What you are asked to do ▸ Wherever the word "collect" appears in a line of the data, that line should be copied.

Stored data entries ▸

::::::::::

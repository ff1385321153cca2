//! HTTP API request and response types.

use std::sync::Arc;

use axum::Json;
use compact_str::CompactString;
use serde::{Deserialize, Serialize};
use serde_json::Value;

use crate::queue::Broker;

/// Shared application state.
pub type AppState = Arc<Broker>;

/// Push message request.
#[derive(Deserialize)]
pub struct PushRequest {
    pub id: String,
    #[serde(default)]
    pub priority: u8,
    /// Enqueue delay in milliseconds; 0 queues immediately.
    #[serde(default)]
    pub delay: u64,
    #[serde(default)]
    pub payload: Option<Value>,
}

/// Acknowledge message request, shared by /ack and /pop_ack.
#[derive(Deserialize)]
pub struct AckRequest {
    pub id: String,
    pub token: u64,
    #[serde(default)]
    pub requeue: bool,
    /// Re-queue delay in milliseconds; only meaningful with `requeue`.
    #[serde(default)]
    pub delay: u64,
}

/// Erase failed messages request.
#[derive(Deserialize)]
pub struct EraseRequest {
    pub ids: Vec<CompactString>,
}

/// Count response.
#[derive(Serialize)]
pub struct CountResponse {
    pub active: usize,
    pub failed: usize,
    pub free: usize,
    pub capacity: usize,
}

/// Generic API response wrapper.
#[derive(Serialize)]
pub struct ApiResponse<T> {
    pub ok: bool,
    #[serde(skip_serializing_if = "Option::is_none")]
    pub data: Option<T>,
    #[serde(skip_serializing_if = "Option::is_none")]
    pub error: Option<String>,
}

impl<T> ApiResponse<T> {
    pub fn success(data: T) -> Json<Self> {
        Json(Self {
            ok: true,
            data: Some(data),
            error: None,
        })
    }

    pub fn error(msg: impl Into<String>) -> Json<Self> {
        Json(Self {
            ok: false,
            data: None,
            error: Some(msg.into()),
        })
    }
}
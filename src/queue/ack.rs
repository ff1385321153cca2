//! Acknowledgement: completion, re-queue, and re-delay of running messages.

use compact_str::CompactString;
use parking_lot::MutexGuard;

use super::broker::Broker;
use super::error::QueueError;
use super::types::{now_ms, MessageStore, MsgState};

impl Broker {
    /// Complete or return a running message.
    ///
    /// `requeue == false` removes the message for good. `requeue == true`
    /// puts it back at the front of its own priority FIFO (or into the delay
    /// set when `delay_ms > 0`), clearing the boost it may have earned.
    ///
    /// Errors are checked in a fixed order: [`QueueError::NoSuchMessage`],
    /// [`QueueError::InvalidToken`], [`QueueError::InvalidState`]. The token
    /// comparison is what fences off a consumer that overran the ack timeout
    /// after the monitor re-dispensed its message.
    pub fn ack(&self, id: &str, token: u64, requeue: bool, delay_ms: u64) -> Result<(), QueueError> {
        let mut state = self.shared.state.lock();
        self.ack_locked(&mut state, id, token, requeue, delay_ms)
    }

    pub(crate) fn ack_locked(
        &self,
        state: &mut MutexGuard<'_, MessageStore>,
        id: &str,
        token: u64,
        requeue: bool,
        delay_ms: u64,
    ) -> Result<(), QueueError> {
        let handle = *state
            .index
            .get(id)
            .ok_or_else(|| QueueError::NoSuchMessage(CompactString::from(id)))?;

        let rec = &state.slots[handle];
        if rec.token != Some(token) {
            return Err(QueueError::InvalidToken);
        }
        if rec.state != MsgState::Running {
            return Err(QueueError::InvalidState);
        }

        if !requeue {
            state.index.remove(id);
            state.release(handle);
            return Ok(());
        }

        let now = now_ms();
        {
            let rec = &mut state.slots[handle];
            rec.boosted = false;
            rec.token = None;
        }

        if delay_ms > 0 {
            if state.schedule_delayed(handle, now + delay_ms) {
                self.shared.delay_cv.notify_one();
            }
        } else {
            let priority = {
                let rec = &mut state.slots[handle];
                rec.state = MsgState::Queued;
                rec.state_ts = now;
                rec.priority as usize
            };
            state.ring[priority].push_front(handle);
            state.queued_count += 1;
            self.shared.pop_cv.notify_one();
        }

        Ok(())
    }
}
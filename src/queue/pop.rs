//! Pop operations for dispensing messages to consumers.

use parking_lot::MutexGuard;

use crate::protocol::Message;

use super::broker::Broker;
use super::error::QueueError;
use super::types::{now_ms, MessageStore, MsgState};

impl Broker {
    /// Block until a message is available, then dispense the oldest message
    /// of the highest non-empty priority.
    ///
    /// The returned token is fresh for this handoff and required by
    /// [`ack`](Broker::ack). Returns [`QueueError::Shutdown`] once the broker
    /// stops, including for consumers already parked inside the call.
    pub fn pop(&self) -> Result<Message, QueueError> {
        let mut state = self.shared.state.lock();
        self.pop_locked(&mut state)
    }

    /// Acknowledge one message and dispense the next under a single lock
    /// acquisition.
    ///
    /// Equivalent to [`ack`](Broker::ack) followed by [`pop`](Broker::pop)
    /// but saves a lock round-trip per consumer loop iteration. On an ack
    /// error the pop is not attempted.
    pub fn pop_ack(
        &self,
        id: &str,
        token: u64,
        requeue: bool,
        delay_ms: u64,
    ) -> Result<Message, QueueError> {
        let mut state = self.shared.state.lock();
        self.ack_locked(&mut state, id, token, requeue, delay_ms)?;
        self.pop_locked(&mut state)
    }

    pub(crate) fn pop_locked(
        &self,
        state: &mut MutexGuard<'_, MessageStore>,
    ) -> Result<Message, QueueError> {
        loop {
            if !state.running {
                return Err(QueueError::Shutdown);
            }
            if state.queued_count == 0 {
                self.shared.pop_cv.wait(state);
                continue;
            }

            // Highest priority first; FIFOs are fed at the front and drained
            // from the back.
            let handle = state
                .ring
                .iter_mut()
                .find(|fifo| !fifo.is_empty())
                .and_then(|fifo| fifo.pop_back());

            let Some(handle) = handle else {
                // queued_count claims messages the ring does not have. Repair
                // the counter and keep waiting rather than spinning on it.
                self.shared
                    .report("queued count out of sync with priority ring");
                state.queued_count = state.ring_len();
                continue;
            };

            state.queued_count -= 1;
            let token = state.next_token();
            let rec = &mut state.slots[handle];
            rec.state = MsgState::Running;
            rec.state_ts = now_ms();
            rec.token = Some(token);

            return Ok(Message {
                id: rec.id.clone(),
                token,
                payload: rec.payload.clone(),
            });
        }
    }
}
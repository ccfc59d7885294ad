//! Parallel shared-memory k-means over dense and sparse points.
//!
//! Points are read from ARFF files or built from a directory of text
//! documents as TF-IDF vectors, optionally min-max normalized, clustered with
//! [`KMeans`] and summarized with [`report::write_report`].

pub mod arff;
pub mod centroids;
pub mod config;
pub mod error;
pub mod kmeans;
pub mod normalize;
pub mod point;
pub mod reducer;
pub mod report;
pub mod tfidf;
pub mod utils;
pub mod vector_store;

pub use centroids::CentroidSet;
pub use config::{EmptyClusterPolicy, ExecutionMode, InitStrategy, KMeansConfig};
pub use error::{KMeansError, Result};
pub use kmeans::{KMeans, KMeansResult, Termination};
pub use normalize::{min_max_normalize, Extrema};
pub use point::{DensePoint, Point, SparsePoint};
pub use vector_store::{Points, VectorStore};
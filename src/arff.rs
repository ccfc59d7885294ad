//! Reader for ARFF tables with dense (`1,2,3`) or sparse (`{0 1, 2 3}`) rows.

use crate::error::{KMeansError, Result};
use crate::point::{DensePoint, SparsePoint};
use crate::vector_store::{Points, VectorStore};
use std::fs;
use std::path::Path;
use tracing::{info, warn};

enum Row {
    Dense(Vec<f64>),
    Sparse(Vec<(usize, f64)>),
}

pub fn read_arff<P: AsRef<Path>>(path: P) -> Result<VectorStore> {
    let content = fs::read_to_string(path)?;
    parse_arff(&content)
}

/// Parse ARFF text. The result is sparse if any data row is sparse.
pub fn parse_arff(content: &str) -> Result<VectorStore> {
    let mut relation = String::new();
    let mut attributes: Vec<String> = Vec::new();
    let mut rows: Vec<Row> = Vec::new();
    let mut in_data = false;

    for (i, raw) in content.lines().enumerate() {
        let line_no = i + 1;
        let line = raw.trim();
        if line.is_empty() || line.starts_with('%') {
            continue;
        }

        if in_data {
            let row = if let Some(body) = line.strip_prefix('{') {
                parse_sparse_row(body, attributes.len(), line_no)?
            } else {
                parse_dense_row(line, attributes.len(), line_no)?
            };
            rows.push(row);
            continue;
        }

        let (keyword, rest) = split_keyword(line);
        match keyword.to_ascii_lowercase().as_str() {
            "@relation" => {
                relation = split_name(rest).0;
            }
            "@attribute" => {
                let (name, kind) = split_name(rest);
                if name.is_empty() {
                    return Err(parse_error(line_no, "attribute without a name"));
                }
                let kind = kind.trim();
                if !matches!(
                    kind.to_ascii_lowercase().as_str(),
                    "numeric" | "real" | "integer"
                ) {
                    warn!(attribute = %name, kind, "treating non-numeric attribute as numeric");
                }
                attributes.push(name);
            }
            "@data" => {
                if attributes.is_empty() {
                    return Err(parse_error(line_no, "@data before any @attribute"));
                }
                in_data = true;
            }
            _ => {
                return Err(parse_error(
                    line_no,
                    format!("unexpected header line '{}'", line),
                ))
            }
        }
    }

    if !in_data {
        return Err(parse_error(content.lines().count(), "missing @data section"));
    }

    let dimensions = attributes.len();
    let any_sparse = rows.iter().any(|r| matches!(r, Row::Sparse(_)));
    let points = if any_sparse {
        let points = rows
            .into_iter()
            .map(|row| match row {
                Row::Sparse(entries) => SparsePoint::from_unsorted(entries),
                Row::Dense(values) => Ok(SparsePoint::from_dense(&DensePoint::new(values))),
            })
            .collect::<Result<Vec<_>>>()?;
        Points::Sparse(points)
    } else {
        Points::Dense(
            rows.into_iter()
                .filter_map(|row| match row {
                    Row::Dense(values) => Some(DensePoint::new(values)),
                    Row::Sparse(_) => None,
                })
                .collect(),
        )
    };

    info!(
        relation = %relation,
        attributes = dimensions,
        points = points.len(),
        sparse = any_sparse,
        "read ARFF data"
    );
    Ok(VectorStore::new(relation, attributes, points))
}

fn parse_error(line: usize, message: impl Into<String>) -> KMeansError {
    KMeansError::Parse {
        line,
        message: message.into(),
    }
}

fn split_keyword(line: &str) -> (&str, &str) {
    match line.find(char::is_whitespace) {
        Some(pos) => (&line[..pos], line[pos..].trim_start()),
        None => (line, ""),
    }
}

/// Split a possibly quoted name off the front of `rest`.
fn split_name(rest: &str) -> (String, &str) {
    let rest = rest.trim_start();
    for quote in ['\'', '"'] {
        if let Some(body) = rest.strip_prefix(quote) {
            if let Some(end) = body.find(quote) {
                return (body[..end].to_string(), &body[end + 1..]);
            }
        }
    }
    let (name, tail) = split_keyword(rest);
    (name.to_string(), tail)
}

fn parse_value(token: &str, line_no: usize) -> Result<f64> {
    let token = token.trim();
    if token == "?" {
        return Err(parse_error(line_no, "missing data not supported"));
    }
    token
        .parse::<f64>()
        .map_err(|_| parse_error(line_no, format!("invalid number '{}'", token)))
}

fn parse_dense_row(line: &str, dimensions: usize, line_no: usize) -> Result<Row> {
    let values = line
        .split(',')
        .map(|token| parse_value(token, line_no))
        .collect::<Result<Vec<_>>>()?;
    if values.len() != dimensions {
        return Err(parse_error(
            line_no,
            format!("expected {} values, found {}", dimensions, values.len()),
        ));
    }
    Ok(Row::Dense(values))
}

fn parse_sparse_row(body: &str, dimensions: usize, line_no: usize) -> Result<Row> {
    let body = body
        .trim_end()
        .strip_suffix('}')
        .ok_or_else(|| parse_error(line_no, "unterminated sparse row"))?;

    let mut entries = Vec::new();
    for pair in body.split(',').map(str::trim).filter(|p| !p.is_empty()) {
        let mut parts = pair.split_whitespace();
        let (index, value) = match (parts.next(), parts.next(), parts.next()) {
            (Some(index), Some(value), None) => (index, value),
            _ => return Err(parse_error(line_no, format!("malformed entry '{}'", pair))),
        };
        let index: usize = index
            .parse()
            .map_err(|_| parse_error(line_no, format!("invalid index '{}'", index)))?;
        if index >= dimensions {
            return Err(parse_error(
                line_no,
                format!("index {} outside {} attributes", index, dimensions),
            ));
        }
        entries.push((index, parse_value(value, line_no)?));
    }
    Ok(Row::Sparse(entries))
}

::::::::::

Result for this task ▸
            .collect::<Result<Vec<_>>>()?;
                .collect(),
        .collect::<Result<Vec<_>>>()?;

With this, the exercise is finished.